Britain: Foreign Office colludes with US to cover-up torture of Binyam Mohamed

By Robert Stevens | WSWS, 7 February 2009

A High Court ruling by two British judges regarding the torture of a Guantánamo detainee has unleashed a major political crisis.

The judges have stated that they have been pressured by the United States into concealing evidence that should be made available in any country governed by the rule of law. This took the form of threats to withdraw security cooperation, instigated under the Bush administration and continued under Barak Obama’s presidency.

Binyam Mohamed, 30, is currently in Guantánamo Bay but is reportedly being prepared for a return to the UK. He states that he was tortured by US agents in Pakistan, Morocco and Afghanistan between 2002 and 2004, and that Britain’s security agencies were complicit.

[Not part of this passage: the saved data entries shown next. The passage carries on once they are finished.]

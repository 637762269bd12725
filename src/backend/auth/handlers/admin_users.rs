/**
 * User Administration Handlers
 *
 * Admin-only endpoints under /api/users/admin:
 * - GET /all, GET /deleted - paginated listings with search and sorting
 * - GET /{id} - one user (HTTP 200 `status: 0` when absent)
 * - DELETE /{id} - soft delete
 * - POST /{id}/restore - undo a soft delete
 * - DELETE /{id}/permanent - hard delete
 * - DELETE /bulk-delete - hard delete many
 */

use axum::extract::{Path, Query, State};
use axum::response::Json;
use uuid::Uuid;

use crate::backend::auth::handlers::types::{BulkDeleteRequest, BulkDeleteResponse, UserListParams, UsersPage};
use crate::backend::auth::users::{UserListQuery, UserResponse};
use crate::backend::error::BackendError;
use crate::backend::middleware::auth::AuthAdmin;
use crate::backend::server::state::AppState;
use crate::shared::ApiResponse;

fn parse_user_id(id: &str) -> Result<Uuid, BackendError> {
    Uuid::parse_str(id.trim()).map_err(|_| BackendError::bad_request("Invalid user ID"))
}

async fn list(app_state: &AppState, params: UserListParams, deleted: bool) -> Result<UsersPage, BackendError> {
    let query = UserListQuery {
        page: params.page_query(),
        deleted,
        sort: params.sort_by.unwrap_or_default(),
        order: params.sort_order.unwrap_or_default(),
    };
    let page = app_state.users.list_users(&query).await?.map(|user| UserResponse::from(&user));
    Ok(UsersPage {
        users: page.items,
        pagination: page.pagination,
    })
}

pub async fn list_users(
    State(app_state): State<AppState>,
    AuthAdmin(_admin): AuthAdmin,
    Query(params): Query<UserListParams>,
) -> Result<ApiResponse<UsersPage>, BackendError> {
    let page = list(&app_state, params, false).await?;
    Ok(ApiResponse::success("Users fetched successfully", page))
}

pub async fn list_deleted_users(
    State(app_state): State<AppState>,
    AuthAdmin(_admin): AuthAdmin,
    Query(params): Query<UserListParams>,
) -> Result<ApiResponse<UsersPage>, BackendError> {
    let page = list(&app_state, params, true).await?;
    Ok(ApiResponse::success("Deleted users fetched successfully", page))
}

pub async fn get_user(
    State(app_state): State<AppState>,
    AuthAdmin(_admin): AuthAdmin,
    Path(id): Path<String>,
) -> Result<ApiResponse<UserResponse>, BackendError> {
    let id = parse_user_id(&id)?;
    Ok(match app_state.users.find_user(id).await? {
        Some(user) => ApiResponse::success("User fetched successfully", UserResponse::from(&user)),
        None => ApiResponse::failure("User not found"),
    })
}

pub async fn delete_user(
    State(app_state): State<AppState>,
    AuthAdmin(admin): AuthAdmin,
    Path(id): Path<String>,
) -> Result<ApiResponse<UserResponse>, BackendError> {
    let id = parse_user_id(&id)?;
    let user = app_state
        .users
        .set_user_deleted(id, true)
        .await?
        .ok_or_else(|| BackendError::not_found("User not found"))?;
    app_state.refresh_tokens.revoke_refresh_token(id).await?;

    tracing::info!(user_id = %id, admin_id = %admin.admin_id, "User soft-deleted by admin");
    Ok(ApiResponse::success("User deleted successfully", UserResponse::from(&user)))
}

pub async fn restore_user(
    State(app_state): State<AppState>,
    AuthAdmin(admin): AuthAdmin,
    Path(id): Path<String>,
) -> Result<ApiResponse<UserResponse>, BackendError> {
    let id = parse_user_id(&id)?;
    let existing = app_state
        .users
        .find_user(id)
        .await?
        .ok_or_else(|| BackendError::not_found("User not found"))?;
    if !existing.is_deleted {
        return Err(BackendError::bad_request("User is not deleted"));
    }

    let user = app_state
        .users
        .set_user_deleted(id, false)
        .await?
        .ok_or_else(|| BackendError::not_found("User not found"))?;

    tracing::info!(user_id = %id, admin_id = %admin.admin_id, "User restored");
    Ok(ApiResponse::success("User restored successfully", UserResponse::from(&user)))
}

pub async fn purge_user(
    State(app_state): State<AppState>,
    AuthAdmin(admin): AuthAdmin,
    Path(id): Path<String>,
) -> Result<ApiResponse<()>, BackendError> {
    let id = parse_user_id(&id)?;
    if !app_state.users.purge_user(id).await? {
        return Err(BackendError::not_found("User not found"));
    }

    tracing::info!(user_id = %id, admin_id = %admin.admin_id, "User permanently deleted");
    Ok(ApiResponse::message("User permanently deleted"))
}

pub async fn bulk_delete_users(
    State(app_state): State<AppState>,
    AuthAdmin(admin): AuthAdmin,
    Json(request): Json<BulkDeleteRequest>,
) -> Result<ApiResponse<BulkDeleteResponse>, BackendError> {
    if request.ids.is_empty() {
        return Err(BackendError::bad_request("ids must be a non-empty array"));
    }
    let ids = request
        .ids
        .iter()
        .map(|id| parse_user_id(id))
        .collect::<Result<Vec<_>, _>>()?;

    let deleted_count = app_state.users.purge_users(&ids).await?;
    tracing::info!(admin_id = %admin.admin_id, requested = ids.len(), deleted_count, "Bulk user delete");
    Ok(ApiResponse::success(
        "Users deleted successfully",
        BulkDeleteResponse { deleted_count },
    ))
}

The High Court judgment on February 4 refused to order the disclosure of the CIA dossier said to contain evidence of his abuse. The document is a report by the US government to the British security services. The ruling followed a submission by the UK Foreign Office.

While calling for the document to be made public, the judges stated that it was not presently in the public interest to publish it, as the US government could “inflict on the citizens of the United Kingdom a very considerable increase in the dangers they face at a time when a serious terrorist threat still pertains”.

The joint judgment by Lord Justice Thomas and Mr Justice Lloyd Jones registered its concern that the document remained secret. “In the light of the long history of the common law and democracy which we share with the United States it was in our view difficult to conceive that a democratically elected and accountable government could possibly have any rational objection to placing into the public domain such a summary of what its own officials reported, as to how a detainee was treated by them and which made no disclosure of sensitive intelligence matters”.

The judgment continued, “Indeed we did not consider that a democracy governed by the rule of law would expect a court in another democracy to suppress a summary of the evidence contained in reports by its own officials…relevant to allegations of torture and cruel, inhumane, or degrading treatment, politically embarrassing though it might be”.